The Man Invited To Join In On Presidential Security Meetings (George Lumpkin Interviewed On The Motorcade Route)
Thousands of JFK files have been released by the US government in the past few years and digitized and put online for anyone to access them. The Mary Ferrell Foundation also has created a wonderful website and database to search them and to go through even more information. However, there are a few previously released JFK files that are not online. You can get access to these files by going to the National Archives or by requesting a copy of them from NARA. I did that with a few files this year and one of them is a fascinating one that consists of an interview of former Dallas Police Captain George Lumpkin.
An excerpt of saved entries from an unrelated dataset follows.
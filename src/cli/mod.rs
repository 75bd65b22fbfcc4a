//! CLI command handling
//!
//! Dispatches CLI commands to the compiler and runner and formats output.

use std::collections::HashSet;
use std::io::Write;

use serde::Serialize;

use crate::commands::{Commands, FilterArgs};
use crate::common::config::Config;
use crate::common::Result;
use crate::matrix::{MatrixCompiler, ParameterBinding, Pattern};
use crate::testing::{unique_script_file_name, ScriptRunner};

/// Dispatch a CLI command
///
/// Returns `Ok(false)` when the command ran but some script failed.
pub async fn dispatch(command: Commands, config: Config) -> Result<bool> {
    if !config.output.color {
        colored::control::set_override(false);
    }

    match command {
        Commands::List { file, filter, json } => {
            let matrix = MatrixCompiler::open(&file)?;
            let pattern = build_pattern(&filter)?;

            if json {
                let entries: Vec<ListEntry> = matrix
                    .iter_matching(pattern.as_ref())
                    .map(|script| ListEntry {
                        descriptor: script.descriptor(),
                        params: script.binding().clone(),
                    })
                    .collect();
                println!("{}", serde_json::to_string_pretty(&entries)?);
            } else {
                for script in matrix.iter_matching(pattern.as_ref()) {
                    println!("{}", script.descriptor());
                }
            }

            Ok(true)
        }

        Commands::Render {
            file,
            filter,
            params,
            output,
        } => {
            let matrix = MatrixCompiler::open(&file)?;
            let pattern = build_pattern(&filter)?;

            if let Some(dir) = &output {
                std::fs::create_dir_all(dir)?;
            }

            let mut written = HashSet::new();
            let mut stdout = std::io::stdout().lock();
            for mut script in matrix.iter_matching(pattern.as_ref()) {
                script.append_overrides(&params)?;
                match &output {
                    Some(dir) => {
                        let path =
                            unique_script_file_name(dir, &script.descriptor(), &mut written);
                        script.save(&path)?;
                        writeln!(stdout, "{}", path.display())?;
                    }
                    None => {
                        writeln!(stdout, "# ==> {}", script.descriptor())?;
                        stdout.write_all(script.as_bytes())?;
                        writeln!(stdout)?;
                    }
                }
            }

            Ok(true)
        }

        Commands::Run {
            file,
            filter,
            params,
            dry_run,
            fail_fast,
            timeout,
            interpreter,
        } => {
            let mut runner_config = config.runner;
            if let Some(secs) = timeout {
                runner_config.timeout_secs = secs;
            }
            if let Some(interpreter) = interpreter {
                runner_config.interpreter = interpreter;
            }

            let matrix = MatrixCompiler::open(&file)?;
            let pattern = build_pattern(&filter)?;
            let runner = ScriptRunner::new(runner_config, dry_run)?;

            let summary = runner
                .run_matrix(&matrix, pattern.as_ref(), &params, fail_fast)
                .await?;
            Ok(summary.success())
        }
    }
}

/// One line of `list --json`
#[derive(Debug, Serialize)]
struct ListEntry {
    descriptor: String,
    params: ParameterBinding,
}

fn build_pattern(args: &FilterArgs) -> Result<Option<Pattern>> {
    args.filter
        .as_deref()
        .map(|p| Pattern::new(p, args.substring))
        .transpose()
}
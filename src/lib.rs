//! matrix-shell - expand one shell test template into a matrix of scripts
//!
//! A matrix document declares parameter axes, default parameters and a
//! shell body. This library compiles it into one self-contained script per
//! combination of axis values, filters them by descriptor, and runs them.

pub mod cli;
pub mod commands;
pub mod common;
pub mod matrix;
pub mod testing;

// Re-export commonly used types for tests
pub use common::{Error, Result};
pub use matrix::{DescriptorMatcher, MatrixCompiler, ParameterBinding, Pattern, TestScript};
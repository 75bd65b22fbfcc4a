//! Common utilities shared by the compiler core, the runner and the CLI

pub mod config;
pub mod error;
pub mod logging;
pub mod paths;

pub use error::{Error, Result};

/// Quote a value for a POSIX shell single-quoted string.
///
/// Embedded single quotes become `'\''`.
pub fn shell_quote(value: &str) -> String {
    format!("'{}'", value.replace('\'', r"'\''"))
}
Lumpkin was involved in meetings about the planning of President Kennedy’s security and his motorcade route. He traveled in the lead car of the motorcade with a friend of his, General George Whetmeyer. After gunfire erupted in Dealey Plaza, the two traveled to Parkland Hospital and then went to the Texas School Book Depository. As the highest ranking police officer on the scene, Lumpkin took control, sealing off the building and remaining at it until a search of it was completed.
Despite being a key figure that day, the Warren Commission never interviewed him.
This file i requested consists of an interview of Lumpkin with Congressional HSCA staff members.
In it Lumpkin answers questions about how the Presidential motorcade was chosen and reveals how he invited Whetmeyer to attend DPD and Secret Service meetings about security planning and the motorcade as his “guest” – even though he seemingly had no reason to be there, because his Army Reserve unit played no role in the President’s safety that day.
I wish they would have asked him why and how people just get invited to meetings like this as a “friend.”
It’s curious.
Also Lumpkin makes it sound like Police Chief Curry had a lot do with the motorcate route, but according to Vincent Palamara’s book, Survivor’s Guilt: The Secret Service and the Failure to Protect President Kennedy, “DPD Chief Jesse Curry testified that he was not even consulted about the motorcade route.”
This is important, because according to DPD Sergeant Samuel Bellah, who was one of the advance motorcycle officers in the motorcade, he “reviewed the planned route with his captain. The route was not the original one that was to go straight through Dealey Plaza, but a revised route. The original plan would have skirted the Texas Book Depository building by a block, but the altered plan turned to pass directly in front of the building.” – this also is from Vince’s book (page 105).
In the first sentence of the staffer’s account of their interview with Lumpkin, they declare that he “was involved in the planning of the JFK motorcade” even though he distances himself from that specific activity in his answers.